The love scene between Christine Dale and Tom Quinn were one of actress Megan Dodds' favourite to film because she was relaxed. There was a discussion beforehand on how much clothing each of the actors are comfortable with removing. The scenes set in Miami took place in Peckham. Also, one scene where a shop owner props up water from the shelter and almost missing Macfadyen was not in the script, and was shot by accident. However, it was decided the incident would be useful.

==Broadcast and reception==
"Smoke and Mirrors" was initially broadcast on Monday, 11 August 2003 on BBC One. The finale was seen by a third of the television audience during its time slot, receiving overnight viewership of seven million. The episode beat Diamonds Are Forever on ITV1, which received 4.6 million viewers in the same time slot. According to the Broadcasters' Audience Research Board, the finale received final ratings of 7.32 million viewers, making Spooks the sixth most seen broadcast on BBC One, and is the 16th most seen broadcast in total the week it aired.

In the "Best of Drama" viewer polls at BBC Online, the cliffhanger was voted the second in the most "Favourite Moment" category.
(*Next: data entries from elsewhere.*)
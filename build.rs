//! Build script for typecycle - embeds git commit hash and build info
//!
//! When the `release` feature is NOT set (default dev builds):
//! - Emits `VERGEN_GIT_SHA` environment variable with the commit hash
//! - Emits `TYPECYCLE_BUILD_DATE` environment variable with the build date
//!
//! When the `release` feature IS set (CI/official builds):
//! - Emits `VERGEN_GIT_SHA=release` so the version string stays clean

use std::process::Command;

/// Get the current date in YYYY-MM-DD format
fn get_build_date() -> String {
    // Use the date command for cross-platform compatibility
    if let Ok(output) = Command::new("date").args(["+%Y-%m-%d"]).output() {
        if output.status.success() {
            return String::from_utf8_lossy(&output.stdout).trim().to_string();
        }
    }
    "unknown".to_string()
}

fn main() {
    println!("cargo:rustc-env=TYPECYCLE_BUILD_DATE={}", get_build_date());

    #[cfg(feature = "release")]
    println!("cargo:rustc-env=VERGEN_GIT_SHA=release");

    // Only emit git SHA when NOT building with --features release
    #[cfg(not(feature = "release"))]
    {
        use vergen_gitcl::{Emitter, GitclBuilder};

        // Configure git info - we need the SHA
        // Use graceful fallback if git info is unavailable
        let git_result = GitclBuilder::default().sha(true).build();

        let emit_result = match git_result {
            Ok(git) => Emitter::default()
                .add_instructions(&git)
                .and_then(|emitter| emitter.emit()),
            Err(e) => {
                eprintln!("cargo:warning=Failed to configure git info: {}", e);
                println!("cargo:rustc-env=VERGEN_GIT_SHA=unknown");
                return;
            }
        };

        if let Err(e) = emit_result {
            // If git info fails (e.g., not in a git repo), emit fallback value
            eprintln!("cargo:warning=Failed to get git info: {}", e);
            println!("cargo:rustc-env=VERGEN_GIT_SHA=unknown");
        }
    }
}
//! Configuration errors.

use std::path::PathBuf;

/// Errors that can occur while loading, saving or migrating the config.
#[derive(Debug, thiserror::Error)]
pub enum ConfigError {
    #[error("Could not determine the config directory; set TYPECYCLE_CONFIG")]
    NoConfigDir,

    #[error("Failed to read {path}: {source}")]
    Read {
        path: PathBuf,
        #[source]
        source: std::io::Error,
    },

    #[error("Failed to write {path}: {source}")]
    Write {
        path: PathBuf,
        #[source]
        source: std::io::Error,
    },

    #[error("Invalid config {path}: {source}")]
    Parse {
        path: PathBuf,
        #[source]
        source: toml::de::Error,
    },

    #[error("Failed to serialize config: {0}")]
    Serialize(#[from] toml::ser::Error),

    #[error("Config is not valid TOML: {0}")]
    Edit(#[from] toml_edit::TomlError),

    #[error("No phrases configured. Add at least one to [display] phrases.")]
    NoPhrases,
}
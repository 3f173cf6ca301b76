//! Tracing setup
//!
//! Logs go to a daily rolling file so they never interfere with the
//! banner drawn on the terminal. The filter comes from `TYPECYCLE_LOG`
//! and defaults to `typecycle=info`.

use std::path::{Path, PathBuf};

use tracing_appender::non_blocking::WorkerGuard;
use tracing_subscriber::layer::SubscriberExt;
use tracing_subscriber::util::SubscriberInitExt;
use tracing_subscriber::EnvFilter;

/// Environment variable holding the log filter.
pub const LOG_ENV: &str = "TYPECYCLE_LOG";

/// Keeps the background log writer alive; logs are flushed on drop.
pub struct LoggingGuard {
    _guard: WorkerGuard,
    log_dir: PathBuf,
}

impl LoggingGuard {
    pub fn log_dir(&self) -> &Path {
        &self.log_dir
    }
}

/// Directory log files are written to.
pub fn log_dir() -> std::io::Result<PathBuf> {
    let dir = dirs::data_local_dir()
        .unwrap_or_else(std::env::temp_dir)
        .join("typecycle")
        .join("logs");
    std::fs::create_dir_all(&dir)?;
    Ok(dir)
}

/// Install the global subscriber. Returns `None` if logging could not be
/// set up (no writable directory, or a subscriber is already installed).
pub fn init() -> Option<LoggingGuard> {
    let log_dir = log_dir()
        .or_else(|_| -> std::io::Result<PathBuf> {
            let dir = std::env::temp_dir().join("typecycle").join("logs");
            std::fs::create_dir_all(&dir)?;
            Ok(dir)
        })
        .ok()?;

    let file_appender = tracing_appender::rolling::daily(&log_dir, "typecycle.log");
    let (non_blocking, guard) = tracing_appender::non_blocking(file_appender);

    let env_filter =
        EnvFilter::try_from_env(LOG_ENV).unwrap_or_else(|_| EnvFilter::new("typecycle=info"));

    let subscriber = tracing_subscriber::registry().with(env_filter).with(
        tracing_subscriber::fmt::layer()
            .with_writer(non_blocking)
            .with_ansi(false)
            .with_target(true),
    );

    if subscriber.try_init().is_err() {
        return None;
    }

    tracing::info!(log_dir = %log_dir.display(), "tracing initialized");

    Some(LoggingGuard {
        _guard: guard,
        log_dir,
    })
}
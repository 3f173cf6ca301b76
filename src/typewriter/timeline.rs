//! Simulated clock for driving a sequencer without sleeping.
//!
//! Used by `typecycle trace` and by tests that check timing behaviour.

use std::time::Duration;

use super::sequencer::{Phase, Sequencer, Transition};

/// Upper bound on frames produced by a single `run_for` or
/// `run_until_text` call.
///
/// All-zero timings would otherwise never let simulated time move.
pub const MAX_FRAMES_PER_RUN: usize = 100_000;

/// One observed display state.
#[derive(Debug, Clone, PartialEq, Eq)]
pub struct Frame {
    /// Simulated time at which the tick fired
    pub at: Duration,
    /// Display text after the tick
    pub text: String,
    /// Phase after the tick
    pub phase: Phase,
    /// Active phrase index after the tick
    pub index: usize,
    pub transition: Transition,
}

/// A sequencer paired with a simulated clock.
#[derive(Debug, Clone)]
pub struct Timeline {
    sequencer: Sequencer,
    now: Duration,
    /// Portion of the current delay that has already elapsed
    waited: Duration,
}

impl Timeline {
    pub fn new(sequencer: Sequencer) -> Self {
        Self {
            sequencer,
            now: Duration::ZERO,
            waited: Duration::ZERO,
        }
    }

    pub fn now(&self) -> Duration {
        self.now
    }

    pub fn sequencer(&self) -> &Sequencer {
        &self.sequencer
    }

    /// Jump to the next tick and apply it.
    pub fn step(&mut self) -> Option<Frame> {
        let delay = self.sequencer.next_delay()?;
        self.now += delay.saturating_sub(self.waited);
        self.waited = Duration::ZERO;
        self.fire()
    }

    /// Advance the clock by `duration`, returning every tick that fired.
    ///
    /// A delay cut short at the end of the window carries over into the
    /// next call.
    pub fn run_for(&mut self, duration: Duration) -> Vec<Frame> {
        let end = self.now + duration;
        let mut frames = Vec::new();

        while frames.len() < MAX_FRAMES_PER_RUN {
            let Some(delay) = self.sequencer.next_delay() else {
                break;
            };
            let remaining = delay.saturating_sub(self.waited);
            if self.now + remaining > end {
                self.waited += end - self.now;
                break;
            }
            self.now += remaining;
            self.waited = Duration::ZERO;
            if let Some(frame) = self.fire() {
                frames.push(frame);
            }
        }

        // Idle sequencers still let time pass; a capped run stops the clock.
        if frames.len() < MAX_FRAMES_PER_RUN {
            self.now = end;
        }
        frames
    }

    /// Step until the display shows `target`, giving up once `limit` has
    /// passed or after `MAX_FRAMES_PER_RUN` frames.
    pub fn run_until_text(&mut self, target: &str, limit: Duration) -> Option<Frame> {
        for _ in 0..MAX_FRAMES_PER_RUN {
            if self.now > limit {
                return None;
            }
            let frame = self.step()?;
            if frame.at > limit {
                return None;
            }
            if frame.text == target {
                return Some(frame);
            }
        }
        None
    }

    fn fire(&mut self) -> Option<Frame> {
        let tick = self.sequencer.tick()?;
        Some(Frame {
            at: self.now,
            text: self.sequencer.display_text().to_string(),
            phase: self.sequencer.phase(),
            index: self.sequencer.active_index(),
            transition: tick.transition,
        })
    }
}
The scene was beaten only by the return of "Dirty Den" Watts in EastEnders. Whilst reviewing the seventh series, Leigh Holmwood of The Guardian's Organ Grinder blog named "Smoke and Mirrors" his "favourite Spooks episode." In review of the DVD boxset of the second series boxset, Dennis Landmann of MovieFreak reacted very positively to the finale, noting that the drama and intensity of the second series builds until the last episode. Landmann stated, "the last thirty or so minutes had me on the edge of my bed, [...] and the last five minutes were so powerful they affected how I felt for the next couple of days; I kept thinking about [Tom Quinn] and the tragic events that happened to him." Michael Mackenzie of Home Cinema called the finale "chaotic", and that the chain of events leading to the ending was "extremely well set up."